O teste permitiu a uma equipa de cientistas dos Estados Unidos, da Holanda e da Dinamarca identificar com precisão, evitando resultados falsos positivos, mais de metade de uma amostra de 138 pessoas com cancro colorretal, da mama, do pulmão e do ovário numa fase relativamente inicial da doença.

Segundo o grupo de investigadores, o teste é uma novidade ao distinguir nas células sanguíneas entre alterações no ADN (material genético) provenientes de células cancerígenas e outras mutações genéticas que podem ser confundidas como biomarcadores do cancro.

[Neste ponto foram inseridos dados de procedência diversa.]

use crate::client_to_server::MessageDecodingError;
use crate::message_writer::OnGoingMessage;

#[derive(thiserror::Error, Debug, Clone, PartialEq, Eq)]
pub(crate) enum ServerStateError {
    #[error("400 {client} {command} :{info}")]
    UnknownError {
        client: String,
        command: String,
        info: String,
    },
    #[error("401 {client} {target} :No such nick/channel")]
    NoSuchNick { client: String, target: String },
    #[error("403 {client} {channel} :No such channel")]
    NoSuchChannel { client: String, channel: String },
    #[error("404 {client} {channel} :Cannot send to channel")]
    CannotSendToChan { client: String, channel: String },
    #[error("412 {client} :No text to send")]
    NoTextToSend { client: String },
    #[error("421 {client} {command} :Unknown command")]
    UnknownCommand { client: String, command: String },
    #[error("432 {client} {nickname} :Erroneous nickname")]
    ErroneousNickname { client: String, nickname: String },
    #[error("433 {client} {nickname} :Nickname is already in use")]
    NicknameInUse { client: String, nickname: String },
    #[error("441 {client} {nickname} {channel} :They aren't on that channel")]
    UserNotInChannel {
        client: String,
        nickname: String,
        channel: String,
    },
    #[error("442 {client} {channel} :You're not on that channel")]
    NotOnChannel { client: String, channel: String },
    #[error("443 {client} {nickname} {channel} :is already on channel")]
    UserOnChannel {
        client: String,
        nickname: String,
        channel: String,
    },
    #[error("451 {client} :You have not registered")]
    NotRegistered { client: String },
    #[error("461 {client} {command} :Not enough parameters")]
    NeedMoreParams { client: String, command: String },
    #[error("462 {client} :You may not reregister")]
    AlreadyRegistered { client: String },
    #[error("464 {client} :Password incorrect")]
    PasswdMismatch { client: String },
    #[error("467 {client} {channel} :Channel key already set")]
    KeySet { client: String, channel: String },
    #[error("471 {client} {channel} :Cannot join channel (+l)")]
    ChannelIsFull { client: String, channel: String },
    #[error("472 {client} {modechar} :is unknown mode char to me")]
    UnknownMode { client: String, modechar: String },
    #[error("473 {client} {channel} :Cannot join channel (+i)")]
    InviteOnlyChan { client: String, channel: String },
    #[error("475 {client} {channel} :Cannot join channel (+k)")]
    BadChannelKey { client: String, channel: String },
    #[error("476 {client} {channel} :Bad Channel Mask")]
    BadChanMask { client: String, channel: String },
    #[error("482 {client} {channel} :You're not channel operator")]
    ChanOpPrivsNeeded { client: String, channel: String },
    #[error("525 {client} {channel} :Key is not well-formed")]
    InvalidKey { client: String, channel: String },
}

impl ServerStateError {
    pub(crate) fn write_to<'b, 'c>(&self, m: OnGoingMessage<'b, 'c>) -> OnGoingMessage<'b, 'c> {
        m.write(&self.to_string())
    }

    pub(crate) fn from_decoding_error_with_client(
        err: MessageDecodingError,
        client: String,
    ) -> Option<ServerStateError> {
        let err = match err {
            MessageDecodingError::CannotDecodeUtf8 { command } => ServerStateError::UnknownError {
                client,
                command: command.to_string(),
                info: "Cannot decode utf8".to_string(),
            },
            MessageDecodingError::NotEnoughParameters { command } => {
                ServerStateError::NeedMoreParams {
                    client,
                    command: command.to_string(),
                }
            }
            MessageDecodingError::NoTextToSend {} => ServerStateError::NoTextToSend { client },
            MessageDecodingError::SilentError {} => return None,
        };
        Some(err)
    }
}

Quem pode beneficiar mais deste tipo de teste?

Os fumadores, que possuem risco acrescido de terem cancro do pulmão, e as mulheres com mutações genéticas hereditárias que estão na origem dos cancros da mama e do ovário, são os grupos que mais podem beneficiar desta inovação.

Este estudo mostra que identificar precocemente o cancro usando alterações do ADN no sangue é exequível e que o nosso método de sequência [de moléculas de ADN] de alta precisão é uma abordagem promissora"

É o que defende um dos investigadores, Victor Velculescu, professor de oncologia e patologia no Centro para o Cancro Johns Hopkins Kimmel, nos Estados Unidos, citado em comunicado pela Johns Hopkins Medicine, instituição de saúde norte-americana.

Como foi criado este teste?

Para criarem o novo teste sanguíneo, os investigadores utilizaram um tipo de sequenciação genómica (sequenciação de informação genética) que possibilita a correção direcionada no ADN. O método de sequenciação permite descodificar 30 mil vezes cada código químico no ADN.

Os cientistas recolheram amostras de sangue e tecido tumoral de 200 doentes com cancro colorretal, da mama, do pulmão e do ovário em todas as fases da doença.

Posteriormente, procuraram no sangue por mutações em 58 genes associados a vários tipos de cancro. Ao todo, conseguiram detetar 86 de um total de 138 cancros em estádios I e II (fases iniciais).

Realizaram, também, a sequenciação genómica de tumores de 100 dos 200 doentes e descobriram que 82 pacientes tinham mutações genéticas relacionadas com as alterações no ADN detetadas no sangue.

Apesar dos resultados promissores, o teste sanguíneo, que pode ser usado em pessoas saudáveis, tem de ser validado com um número maior de pessoas, ressalva a equipa.

Em nenhuma das amostras de sangue de 44 pessoas saudáveis sujeitas ao teste foi detetada qualquer mutação genética derivada de células cancerígenas.